In Chicago, the Illinois Maternal and Child Health Coalition's on-the-ground efforts have reduced infant mortality by almost 40 percent, even as rates in nearby communities have either increased or remained steady. Illinois was one of five states to receive a grant from the Health Resources and Services Administration (HRSA), and as a recipient of funds, IMCHC was able to tackle infant mortality in four communities.
"You have to meet people where they are and that can be different for different people and based on the communities where they are," said Sheila Sanders, project coordinator for IMCHC's Chicago Area Immunization Campaign and associate project manager for IMCHC's Campaign to Save Our Babies. IMCHC created a peer education curriculum to guide health advocates from the community, and incorporated a social marketing campaign tailored by community feedback. These trained health advocates educated their neighbors in churches, at baby showers and in their homes about low birth weight, Sudden Infant Death Syndrome (SIDS), premature birth, sexually transmitted infections and related risk factors of alcohol and tobacco use. Health ads popped up around the city – on buses and inside trains – and laundromats and stores became additional avenues to get the word out with posters and handbills.
"Our goal was to reach everyone-not just everyone who was in childbearing age, but everyone who knows someone who's pregnant," Sanders said.
In Washington, D.C., the Developing Families Center , which provides prenatal care by certified nurse midwives to a largely African American patient population, involves mothers-to-be in their prenatal health and pregnancy outcomes. Patients have access to their own medical records and record their own vital signs and test results so that they can see that they are the determinants of their own care and the health of their babies.
"I knew we could make a difference, but what I could not foresee was the empowering of the families," said Ruth Lubic, C.N.M., Ed.D., who works at the Developing Families Center. Lubic says that she has seen the impact of the personalized approach to foster healthy pregnancy and birth outcomes.

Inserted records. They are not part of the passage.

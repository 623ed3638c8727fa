// ============================================================
// Layer 6 — Infrastructure Layer
// ============================================================
// Filesystem concerns shared by training and evaluation:
//
//   checkpoint.rs — Checkpoint Manager
//                   Encoder / decoder / optimizer snapshots
//                   keyed by (role, step), cold-start loads,
//                   pruning, and the run's TrainConfig as JSON
//                   so `evaluate` can rebuild the model.
//
//   metrics.rs    — CSV metric sink
//                   Long-format `step,key,value` rows for
//                   every scalar the trainer emits.

/// Checkpoint save / restore / prune
pub mod checkpoint;

/// CSV implementation of MetricSink
pub mod metrics;
// ============================================================
// Layer 6 — CSV Metric Sink
// ============================================================
// Appends every scalar the trainer emits to a CSV file in
// long format, one row per (step, key):
//
//   step,key,value
//   0,train_loss_recon,2.781234
//   0,train_vq_loss,0.000000
//   0,vq_enabled,0.000000
//   ...
//   500,eval_accuracy,87.500000
//
// Long format keeps the header fixed while the set of keys
// grows across phases. Re-running into the same directory
// appends to the existing file.

use anyhow::{Context, Result};
use std::{
    fs::{self, OpenOptions},
    io::Write,
    path::{Path, PathBuf},
};

use crate::domain::traits::MetricSink;

const HEADER: &str = "step,key,value";

pub struct CsvMetricSink {
    csv_path: PathBuf,
}

impl CsvMetricSink {
    /// Open `{dir}/metrics.csv`, writing the header if the file is new.
    pub fn new(dir: impl AsRef<Path>) -> Result<Self> {
        let dir = dir.as_ref();
        fs::create_dir_all(dir)
            .with_context(|| format!("Cannot create metrics directory '{}'", dir.display()))?;

        let csv_path = dir.join("metrics.csv");
        if !csv_path.exists() {
            let mut f = fs::File::create(&csv_path)
                .with_context(|| format!("Cannot create '{}'", csv_path.display()))?;
            writeln!(f, "{HEADER}")?;
            tracing::debug!("Created metrics CSV: '{}'", csv_path.display());
        }

        Ok(Self { csv_path })
    }

    pub fn csv_path(&self) -> &Path {
        &self.csv_path
    }
}

impl MetricSink for CsvMetricSink {
    fn record(&mut self, step: usize, scalars: &[(String, f64)]) -> Result<()> {
        let mut f = OpenOptions::new()
            .append(true)
            .open(&self.csv_path)
            .with_context(|| format!("Cannot open '{}'", self.csv_path.display()))?;

        for (key, value) in scalars {
            writeln!(f, "{},{},{:.6}", step, key, value)?;
        }
        Ok(())
    }
}
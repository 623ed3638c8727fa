// ============================================================
// Layer 5 — ML Layer (Burn)
// ============================================================
// All tensor code lives here. The domain and data layers
// hand in host-side batches; this layer turns them into
// device tensors, trains, clusters and evaluates.
//
//   model.rs         — encoder / decoder pair and the codebook
//                      (opaque to the training core: a forward
//                      pass, a VQ mode, an injectable codebook)
//   loss.rs          — Loss Composer: reconstruction, vq,
//                      commitment and diversity terms
//   kmeans.rs        — k-means++ seeding, host mini-batch and
//                      device Lloyd variants
//   codebook_init.rs — Codebook Initializer: gather encoder
//                      features, cluster to `vocab_size`
//   evaluator.rs     — forward-only loss / accuracy passes
//   clip.rs          — global-norm gradient clipping
//   trainer.rs       — Training Orchestrator (phase machine)
//
// Backend selection happens once, here. Everything else is
// generic over `B: Backend` / `B: AutodiffBackend`.

use burn::prelude::Backend;

pub mod model;
pub mod loss;
pub mod kmeans;
pub mod codebook_init;
pub mod evaluator;
pub mod clip;
pub mod trainer;

#[cfg(test)]
pub(crate) mod testing;

/// Backend used for training runs.
#[cfg(feature = "wgpu")]
pub type TrainBackend = burn::backend::Autodiff<burn::backend::Wgpu>;

#[cfg(not(feature = "wgpu"))]
pub type TrainBackend = burn::backend::Autodiff<burn::backend::NdArray>;

/// The single device every tensor of a run is placed on.
pub fn default_device() -> <TrainBackend as Backend>::Device {
    let device = <TrainBackend as Backend>::Device::default();
    tracing::info!("Using device: {:?}", device);
    device
}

But barriers and challenges still exist.
Although progress has been made in infant mortality rates, Lubic is still urging the health care community to expand what is considered the prenatal period to include the time before conception to age 2.
"If you don't get the mother during pregnancy or while the child is an infant, you've lost the ballgame," she said.

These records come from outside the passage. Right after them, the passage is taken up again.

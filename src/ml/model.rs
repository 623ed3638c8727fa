use burn::{
    module::Param,
    nn::{
        attention::{MhaInput, MultiHeadAttention, MultiHeadAttentionConfig},
        Dropout, DropoutConfig,
        Embedding, EmbeddingConfig,
        LayerNorm, LayerNormConfig,
        Linear, LinearConfig,
    },
    prelude::*,
};

use crate::domain::error::TrainError;
use crate::ml::kmeans::nearest_centroids;

// NOTE: #[derive(Config)] already generates Clone and Serialize/Deserialize
// internally — do NOT add them again or you get conflicting impls.
#[derive(Config, Debug)]
pub struct AutoencoderConfig {
    /// Token alphabet size (256 for bytes)
    pub ntokens:            usize,
    pub d_model:            usize,
    /// Feed-forward width inside each transformer block
    pub d_hid:              usize,
    /// Total blocks per model, split evenly around pooling/expansion
    pub nlayers:            usize,
    pub nhead:              usize,
    pub dropout:            f64,
    /// Sequence length (chunk size)
    pub max_len:            usize,
    pub compression_factor: usize,
}

impl AutoencoderConfig {
    /// Width of one latent vector.
    pub fn d_latent(&self) -> usize {
        self.d_model / self.compression_factor
    }

    /// Number of latent vectors per sequence.
    pub fn latent_len(&self) -> usize {
        self.max_len / self.compression_factor
    }

    pub fn validate(&self) -> Result<(), TrainError> {
        if self.nlayers % 2 != 0 {
            return Err(TrainError::OddLayerCount(self.nlayers));
        }
        if self.compression_factor == 0 || self.d_model % self.compression_factor != 0 {
            return Err(TrainError::WidthNotDivisible {
                d_model:            self.d_model,
                compression_factor: self.compression_factor,
            });
        }
        if self.nhead == 0 || self.d_model % self.nhead != 0 {
            return Err(TrainError::HeadsNotDivisible { d_model: self.d_model, nhead: self.nhead });
        }
        if self.max_len % self.compression_factor != 0 {
            return Err(TrainError::SequenceNotDivisible {
                chunk_size:         self.max_len,
                compression_factor: self.compression_factor,
            });
        }
        Ok(())
    }

    pub fn init<B: Backend>(&self, device: &B::Device) -> Autoencoder<B> {
        Autoencoder { encoder: self.init_encoder(device), decoder: self.init_decoder(device) }
    }

    pub fn init_encoder<B: Backend>(&self, device: &B::Device) -> Encoder<B> {
        Encoder {
            token_embedding:    EmbeddingConfig::new(self.ntokens, self.d_model).init(device),
            position_embedding: EmbeddingConfig::new(self.max_len, self.d_model).init(device),
            pre_layers:         self.build_blocks(device),
            post_layers:        self.build_blocks(device),
            final_norm:         LayerNormConfig::new(self.d_model).init(device),
            to_latent:          LinearConfig::new(self.d_model, self.d_latent()).init(device),
            dropout:            DropoutConfig::new(self.dropout).init(),
            compression_factor: self.compression_factor,
            codebook:           None,
        }
    }

    pub fn init_decoder<B: Backend>(&self, device: &B::Device) -> Decoder<B> {
        Decoder {
            from_latent:        LinearConfig::new(self.d_latent(), self.d_model).init(device),
            position_embedding: EmbeddingConfig::new(self.max_len, self.d_model).init(device),
            pre_layers:         self.build_blocks(device),
            post_layers:        self.build_blocks(device),
            final_norm:         LayerNormConfig::new(self.d_model).init(device),
            head:               LinearConfig::new(self.d_model, self.ntokens).init(device),
            dropout:            DropoutConfig::new(self.dropout).init(),
            expansion_factor:   self.compression_factor,
        }
    }

    /// Half of `nlayers` transformer blocks.
    fn build_blocks<B: Backend>(&self, device: &B::Device) -> Vec<TransformerBlock<B>> {
        (0..self.nlayers / 2).map(|_| self.build_block(device)).collect()
    }

    fn build_block<B: Backend>(&self, device: &B::Device) -> TransformerBlock<B> {
        let self_attn   = MultiHeadAttentionConfig::new(self.d_model, self.nhead)
            .with_dropout(self.dropout)
            .init(device);
        let ffn_linear1 = LinearConfig::new(self.d_model, self.d_hid).init(device);
        let ffn_linear2 = LinearConfig::new(self.d_hid, self.d_model).init(device);
        let norm1   = LayerNormConfig::new(self.d_model).init(device);
        let norm2   = LayerNormConfig::new(self.d_model).init(device);
        let dropout = DropoutConfig::new(self.dropout).init();
        TransformerBlock { self_attn, ffn_linear1, ffn_linear2, norm1, norm2, dropout }
    }
}

// ─── Transformer Block ────────────────────────────────────────────────────────

#[derive(Module, Debug)]
pub struct TransformerBlock<B: Backend> {
    pub self_attn:   MultiHeadAttention<B>,
    pub ffn_linear1: Linear<B>,
    pub ffn_linear2: Linear<B>,
    pub norm1:       LayerNorm<B>,
    pub norm2:       LayerNorm<B>,
    pub dropout:     Dropout,
}

impl<B: Backend> TransformerBlock<B> {
    pub fn forward(&self, x: Tensor<B, 3>) -> Tensor<B, 3> {
        let attn_output = self.self_attn.forward(MhaInput::self_attn(x.clone())).context;
        let x = self.norm1.forward(x + self.dropout.forward(attn_output));
        let ffn_out = self.ffn_linear2.forward(
            burn::tensor::activation::gelu(self.ffn_linear1.forward(x.clone()))
        );
        self.norm2.forward(x + self.dropout.forward(ffn_out))
    }
}

fn run_blocks<B: Backend>(blocks: &[TransformerBlock<B>], mut x: Tensor<B, 3>) -> Tensor<B, 3> {
    for block in blocks {
        x = block.forward(x);
    }
    x
}

fn position_ids<B: Backend>(batch_size: usize, seq_len: usize, device: &B::Device) -> Tensor<B, 2, Int> {
    Tensor::<B, 1, Int>::arange(0..seq_len as i64, device)
        .unsqueeze::<2>()
        .expand([batch_size, seq_len])
}

// ─── Codebook ─────────────────────────────────────────────────────────────────

/// `size` learned centroids of width `dim`, stored as one [size, dim] parameter.
#[derive(Module, Debug)]
pub struct Codebook<B: Backend> {
    pub centroids: Param<Tensor<B, 2>>,
}

impl<B: Backend> Codebook<B> {
    pub fn from_tensor(centroids: Tensor<B, 2>) -> Self {
        Self { centroids: Param::from_tensor(centroids) }
    }

    /// Placeholder with the right shape, overwritten by a checkpoint load.
    pub fn zeros(size: usize, dim: usize, device: &B::Device) -> Self {
        Self::from_tensor(Tensor::zeros([size, dim], device))
    }

    pub fn size(&self) -> usize { self.centroids.val().dims()[0] }

    pub fn dim(&self) -> usize { self.centroids.val().dims()[1] }

    /// Snap every latent vector to its nearest centroid (Euclidean).
    pub fn quantize(&self, soft: Tensor<B, 3>) -> QuantizedLatent<B> {
        let [batch_size, latent_len, dim] = soft.dims();
        let flat      = soft.clone().detach().reshape([batch_size * latent_len, dim]);
        let centroids = self.centroids.val();

        let codes = nearest_centroids(flat, centroids.clone().detach());
        let hard  = centroids
            .select(0, codes.clone())
            .reshape([batch_size, latent_len, dim]);

        // Forward value of `hard`, gradient of `soft`
        let straight_through = soft.clone() + (hard.clone() - soft.clone()).detach();

        QuantizedLatent {
            straight_through,
            hard,
            soft,
            codes: codes.reshape([batch_size, latent_len]),
        }
    }
}

// ─── Encoder ──────────────────────────────────────────────────────────────────

/// Everything the quantised encoder produces for one batch.
#[derive(Debug, Clone)]
pub struct QuantizedLatent<B: Backend> {
    /// Hard values forward, soft gradients backward; fed to the decoder
    pub straight_through: Tensor<B, 3>,
    /// Selected centroids (gradient flows into the codebook)
    pub hard:             Tensor<B, 3>,
    /// Pre-quantisation encoder output
    pub soft:             Tensor<B, 3>,
    /// Selected centroid index per latent position, [batch, latent_len]
    pub codes:            Tensor<B, 2, Int>,
}

/// Encoder output, tagged by how the encoder was configured.
#[derive(Debug, Clone)]
pub enum EncoderOutput<B: Backend> {
    Continuous(Tensor<B, 3>),
    Quantized(QuantizedLatent<B>),
}

impl<B: Backend> EncoderOutput<B> {
    /// The tensor the decoder consumes.
    pub fn decoder_input(&self) -> Tensor<B, 3> {
        match self {
            EncoderOutput::Continuous(latent) => latent.clone(),
            EncoderOutput::Quantized(q)       => q.straight_through.clone(),
        }
    }

    /// Pre-quantisation latents, whatever the mode.
    pub fn soft(&self) -> Tensor<B, 3> {
        match self {
            EncoderOutput::Continuous(latent) => latent.clone(),
            EncoderOutput::Quantized(q)       => q.soft.clone(),
        }
    }

    pub fn is_quantized(&self) -> bool {
        matches!(self, EncoderOutput::Quantized(_))
    }
}

#[derive(Debug, Clone, Copy, PartialEq, Eq)]
pub enum VqMode {
    Continuous,
    Quantized,
}

/// Token ids → pooled latent vectors, optionally snapped to a codebook.
///
/// The encoder is continuous until a codebook is installed with
/// [`Encoder::with_codebook`]; there is no separate mode flag.
#[derive(Module, Debug)]
pub struct Encoder<B: Backend> {
    pub token_embedding:    Embedding<B>,
    pub position_embedding: Embedding<B>,
    pub pre_layers:         Vec<TransformerBlock<B>>,
    pub post_layers:        Vec<TransformerBlock<B>>,
    pub final_norm:         LayerNorm<B>,
    pub to_latent:          Linear<B>,
    pub dropout:            Dropout,
    pub compression_factor: usize,
    pub codebook:           Option<Codebook<B>>,
}

impl<B: Backend> Encoder<B> {
    pub fn mode(&self) -> VqMode {
        if self.codebook.is_some() { VqMode::Quantized } else { VqMode::Continuous }
    }

    /// Install (or replace) the codebook; the encoder is quantised afterwards.
    pub fn with_codebook(mut self, codebook: Codebook<B>) -> Self {
        self.codebook = Some(codebook);
        self
    }

    /// input_ids: [batch, seq_len] → latents: [batch, seq_len / cf, d_latent]
    pub fn encode_continuous(&self, input_ids: Tensor<B, 2, Int>) -> Tensor<B, 3> {
        let [batch_size, seq_len] = input_ids.dims();
        let device = input_ids.device();

        let tok_emb = self.token_embedding.forward(input_ids);
        let pos_emb = self.position_embedding.forward(position_ids(batch_size, seq_len, &device));

        let x = self.dropout.forward(tok_emb + pos_emb);
        let x = run_blocks(&self.pre_layers, x);

        // Mean-pool every `cf` adjacent positions
        let [_, _, d_model] = x.dims();
        let cf     = self.compression_factor;
        let pooled = x
            .reshape([batch_size, seq_len / cf, cf, d_model])
            .mean_dim(2)
            .reshape([batch_size, seq_len / cf, d_model]);

        let x = run_blocks(&self.post_layers, pooled);
        self.to_latent.forward(self.final_norm.forward(x))
    }

    pub fn forward(&self, input_ids: Tensor<B, 2, Int>) -> EncoderOutput<B> {
        let soft = self.encode_continuous(input_ids);
        match &self.codebook {
            None           => EncoderOutput::Continuous(soft),
            Some(codebook) => EncoderOutput::Quantized(codebook.quantize(soft)),
        }
    }
}

// ─── Decoder ──────────────────────────────────────────────────────────────────

/// Latent vectors → per-position token logits.
#[derive(Module, Debug)]
pub struct Decoder<B: Backend> {
    pub from_latent:        Linear<B>,
    pub position_embedding: Embedding<B>,
    pub pre_layers:         Vec<TransformerBlock<B>>,
    pub post_layers:        Vec<TransformerBlock<B>>,
    pub final_norm:         LayerNorm<B>,
    pub head:               Linear<B>,
    pub dropout:            Dropout,
    pub expansion_factor:   usize,
}

impl<B: Backend> Decoder<B> {
    /// latents: [batch, latent_len, d_latent] → logits: [batch, latent_len * cf, ntokens]
    pub fn forward(&self, latents: Tensor<B, 3>) -> Tensor<B, 3> {
        let [batch_size, latent_len, _] = latents.dims();
        let x = run_blocks(&self.pre_layers, self.from_latent.forward(latents));

        // Repeat every latent position `cf` times
        let [_, _, d_model] = x.dims();
        let cf      = self.expansion_factor;
        let seq_len = latent_len * cf;
        let expanded = x
            .reshape([batch_size, latent_len, 1, d_model])
            .expand([batch_size, latent_len, cf, d_model])
            .reshape([batch_size, seq_len, d_model]);

        let pos_emb = self.position_embedding.forward(
            position_ids(batch_size, seq_len, &expanded.device())
        );
        let x = self.dropout.forward(expanded + pos_emb);
        let x = run_blocks(&self.post_layers, x);
        self.head.forward(self.final_norm.forward(x))
    }
}

// ─── Autoencoder ──────────────────────────────────────────────────────────────

/// Encoder and decoder trained jointly by one optimizer.
#[derive(Module, Debug)]
pub struct Autoencoder<B: Backend> {
    pub encoder: Encoder<B>,
    pub decoder: Decoder<B>,
}

pub struct AutoencoderOutput<B: Backend> {
    pub latent: EncoderOutput<B>,
    /// [batch, seq_len, ntokens]
    pub logits: Tensor<B, 3>,
}

impl<B: Backend> Autoencoder<B> {
    pub fn forward(&self, input_ids: Tensor<B, 2, Int>) -> AutoencoderOutput<B> {
        let latent = self.encoder.forward(input_ids);
        let logits = self.decoder.forward(latent.decoder_input());
        AutoencoderOutput { latent, logits }
    }

    pub fn vq_mode(&self) -> VqMode {
        self.encoder.mode()
    }

    pub fn with_codebook(self, codebook: Codebook<B>) -> Self {
        Self { encoder: self.encoder.with_codebook(codebook), decoder: self.decoder }
    }
}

Infant Mortality: Just the Facts
Infant mortality is often seen as an indicator of the health of a nation. Although rates have declined over the years, the United States still falls behind countries such as Cuba, Japan and the Netherlands. In 1960, the infant mortality rate in the United States was 26 deaths per 1,000 live births. Fifty years later, a 2011 report from the Centers for Disease Control and Prevention found that in 2007, the overall infant mortality rate was 6.75 deaths per 1,000 births.
But for African American babies, the rate is almost double - 13.31 deaths per 1,000 live births. The CDC report also cited high rates among American Indian and Alaska Natives babies (9.22 deaths per 1,000) and Puerto Rican babies (7.71 deaths per 1,000). These higher rates have been linked to higher incidences of preterm births (before 38 weeks) and lower birth weight (less than 5 pounds, 9 ounces) in these communities.